What needs to be done =
In the records below, begin at the line that has "change notification via" and stop after the line that has "fn new(receiver: watch::Receiver<Arc<DashboardState>>)"; quote those lines verbatim and nothing more.
******
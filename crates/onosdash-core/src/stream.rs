// ── Reactive state stream ──
//
// Subscription type for consuming dashboard updates from the store.

use std::pin::Pin;
use std::sync::Arc;
use std::task::{Context, Poll};

use futures_core::Stream;
use tokio::sync::watch;
use tokio_stream::wrappers::WatchStream;

use crate::store::DashboardState;

/// A subscription to published dashboard states.
///
/// Provides both point-in-time access and change notification via
/// [`changed()`](Self::changed) or by converting into a `Stream`.
pub struct StateStream {
    current: Arc<DashboardState>,
    receiver: watch::Receiver<Arc<DashboardState>>,
}

impl StateStream {
    pub(crate) fn new(receiver: watch::Receiver<Arc<DashboardState>>) -> Self {
        let current = receiver.borrow().clone();
        Self { current, receiver }
    }

    /// The state captured at creation time or at the last `changed()`.
    pub fn current(&self) -> &Arc<DashboardState> {
        &self.current
    }

    /// The latest published state (may be newer than `current`).
    pub fn latest(&self) -> Arc<DashboardState> {
        self.receiver.borrow().clone()
    }

    /// Wait for the next publication.
    /// Returns `None` once the store has been dropped.
    pub async fn changed(&mut self) -> Option<Arc<DashboardState>> {
        self.receiver.changed().await.ok()?;
        let state = self.receiver.borrow_and_update().clone();
        self.current = Arc::clone(&state);
        Some(state)
    }

    /// Convert into a `Stream` that yields the current state first, then
    /// every subsequent publication.
    pub fn into_stream(self) -> DashboardWatchStream {
        DashboardWatchStream {
            inner: WatchStream::new(self.receiver),
        }
    }
}

/// `Stream` adapter backed by a `watch::Receiver`.
pub struct DashboardWatchStream {
    inner: WatchStream<Arc<DashboardState>>,
}

impl Stream for DashboardWatchStream {
    type Item = Arc<DashboardState>;

    fn poll_next(mut self: Pin<&mut Self>, cx: &mut Context<'_>) -> Poll<Option<Self::Item>> {
        Pin::new(&mut self.inner).poll_next(cx)
    }
}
******
Solution for this exercise =
/// Provides both point-in-time access and change notification via
/// [`changed()`](Self::changed) or by converting into a `Stream`.
pub struct StateStream {
    current: Arc<DashboardState>,
    receiver: watch::Receiver<Arc<DashboardState>>,
}

impl StateStream {
    pub(crate) fn new(receiver: watch::Receiver<Arc<DashboardState>>) -> Self {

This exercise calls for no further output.